AIM OF THE EXERCISE.
In the data that follows, give the number of lines containing the word "Ordering". Offer no additional comment.
GIVEN RECORDS Start Marker
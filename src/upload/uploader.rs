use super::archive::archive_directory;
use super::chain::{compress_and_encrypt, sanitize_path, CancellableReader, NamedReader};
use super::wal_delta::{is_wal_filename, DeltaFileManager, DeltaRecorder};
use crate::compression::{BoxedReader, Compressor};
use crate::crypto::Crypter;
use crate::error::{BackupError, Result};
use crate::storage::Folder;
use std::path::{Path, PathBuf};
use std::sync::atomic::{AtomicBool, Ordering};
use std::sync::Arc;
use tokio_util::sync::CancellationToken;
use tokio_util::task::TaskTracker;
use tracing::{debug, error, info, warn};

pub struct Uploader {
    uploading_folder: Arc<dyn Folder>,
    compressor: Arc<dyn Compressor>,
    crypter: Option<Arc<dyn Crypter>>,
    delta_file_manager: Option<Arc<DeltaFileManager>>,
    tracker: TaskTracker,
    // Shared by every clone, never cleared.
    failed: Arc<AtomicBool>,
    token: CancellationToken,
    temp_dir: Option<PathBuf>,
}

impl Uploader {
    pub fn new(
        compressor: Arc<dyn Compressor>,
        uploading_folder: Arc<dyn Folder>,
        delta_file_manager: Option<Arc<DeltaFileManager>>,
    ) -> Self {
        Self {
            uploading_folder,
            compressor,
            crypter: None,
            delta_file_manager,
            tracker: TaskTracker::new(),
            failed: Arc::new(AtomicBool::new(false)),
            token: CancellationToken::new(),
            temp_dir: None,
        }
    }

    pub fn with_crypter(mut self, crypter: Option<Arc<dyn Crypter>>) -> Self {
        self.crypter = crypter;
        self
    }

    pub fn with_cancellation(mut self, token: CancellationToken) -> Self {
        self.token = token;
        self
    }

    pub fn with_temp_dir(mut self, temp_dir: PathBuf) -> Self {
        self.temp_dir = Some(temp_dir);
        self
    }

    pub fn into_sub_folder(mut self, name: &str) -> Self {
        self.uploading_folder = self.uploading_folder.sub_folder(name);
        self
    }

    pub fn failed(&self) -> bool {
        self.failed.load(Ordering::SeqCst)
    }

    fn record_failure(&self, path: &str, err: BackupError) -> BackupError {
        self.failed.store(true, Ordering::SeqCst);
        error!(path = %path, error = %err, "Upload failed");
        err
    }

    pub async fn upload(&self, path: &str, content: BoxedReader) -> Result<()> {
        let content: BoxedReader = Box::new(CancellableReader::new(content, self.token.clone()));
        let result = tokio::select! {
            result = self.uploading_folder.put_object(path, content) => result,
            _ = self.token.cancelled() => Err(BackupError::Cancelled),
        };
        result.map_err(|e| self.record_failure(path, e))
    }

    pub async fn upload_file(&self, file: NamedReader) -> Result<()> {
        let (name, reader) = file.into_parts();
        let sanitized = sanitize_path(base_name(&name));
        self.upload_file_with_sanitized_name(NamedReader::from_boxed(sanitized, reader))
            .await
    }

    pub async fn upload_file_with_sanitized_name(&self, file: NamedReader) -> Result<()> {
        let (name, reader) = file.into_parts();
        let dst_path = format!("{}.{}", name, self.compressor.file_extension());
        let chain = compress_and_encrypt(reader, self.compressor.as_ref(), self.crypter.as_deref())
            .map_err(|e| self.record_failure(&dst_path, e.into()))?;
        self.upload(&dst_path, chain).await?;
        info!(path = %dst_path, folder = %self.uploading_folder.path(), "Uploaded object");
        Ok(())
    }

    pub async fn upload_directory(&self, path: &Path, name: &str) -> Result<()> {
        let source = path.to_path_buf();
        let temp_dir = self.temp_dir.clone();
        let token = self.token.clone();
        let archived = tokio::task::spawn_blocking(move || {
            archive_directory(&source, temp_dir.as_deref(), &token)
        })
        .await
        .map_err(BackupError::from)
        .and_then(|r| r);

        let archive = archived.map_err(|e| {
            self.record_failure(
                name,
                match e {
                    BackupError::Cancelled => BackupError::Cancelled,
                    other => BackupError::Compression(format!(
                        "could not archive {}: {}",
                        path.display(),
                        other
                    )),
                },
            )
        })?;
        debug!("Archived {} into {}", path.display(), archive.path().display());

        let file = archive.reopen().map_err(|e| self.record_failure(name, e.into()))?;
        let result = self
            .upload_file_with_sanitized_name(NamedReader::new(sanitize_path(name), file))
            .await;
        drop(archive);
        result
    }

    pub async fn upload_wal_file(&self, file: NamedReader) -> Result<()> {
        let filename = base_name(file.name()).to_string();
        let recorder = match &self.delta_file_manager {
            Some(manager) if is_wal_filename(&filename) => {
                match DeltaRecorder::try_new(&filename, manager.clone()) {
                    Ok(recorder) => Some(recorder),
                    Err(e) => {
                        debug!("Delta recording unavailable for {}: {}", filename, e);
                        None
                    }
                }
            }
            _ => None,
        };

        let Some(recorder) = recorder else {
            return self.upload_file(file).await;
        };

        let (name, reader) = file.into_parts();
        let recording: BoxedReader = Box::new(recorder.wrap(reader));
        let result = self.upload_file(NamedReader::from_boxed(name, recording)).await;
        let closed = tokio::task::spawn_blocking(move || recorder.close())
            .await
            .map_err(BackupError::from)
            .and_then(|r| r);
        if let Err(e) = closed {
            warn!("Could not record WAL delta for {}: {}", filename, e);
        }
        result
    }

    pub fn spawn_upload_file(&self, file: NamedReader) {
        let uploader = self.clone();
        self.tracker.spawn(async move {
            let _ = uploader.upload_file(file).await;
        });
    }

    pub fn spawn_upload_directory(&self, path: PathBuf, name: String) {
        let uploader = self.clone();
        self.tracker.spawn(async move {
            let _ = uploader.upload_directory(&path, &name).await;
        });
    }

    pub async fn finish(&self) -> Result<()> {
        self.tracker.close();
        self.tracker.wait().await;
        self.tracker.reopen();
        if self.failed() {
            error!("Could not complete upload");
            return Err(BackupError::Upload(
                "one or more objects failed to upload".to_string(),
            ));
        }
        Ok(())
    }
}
GIVEN RECORDS End Marker
SOLVED EXERCISE.
3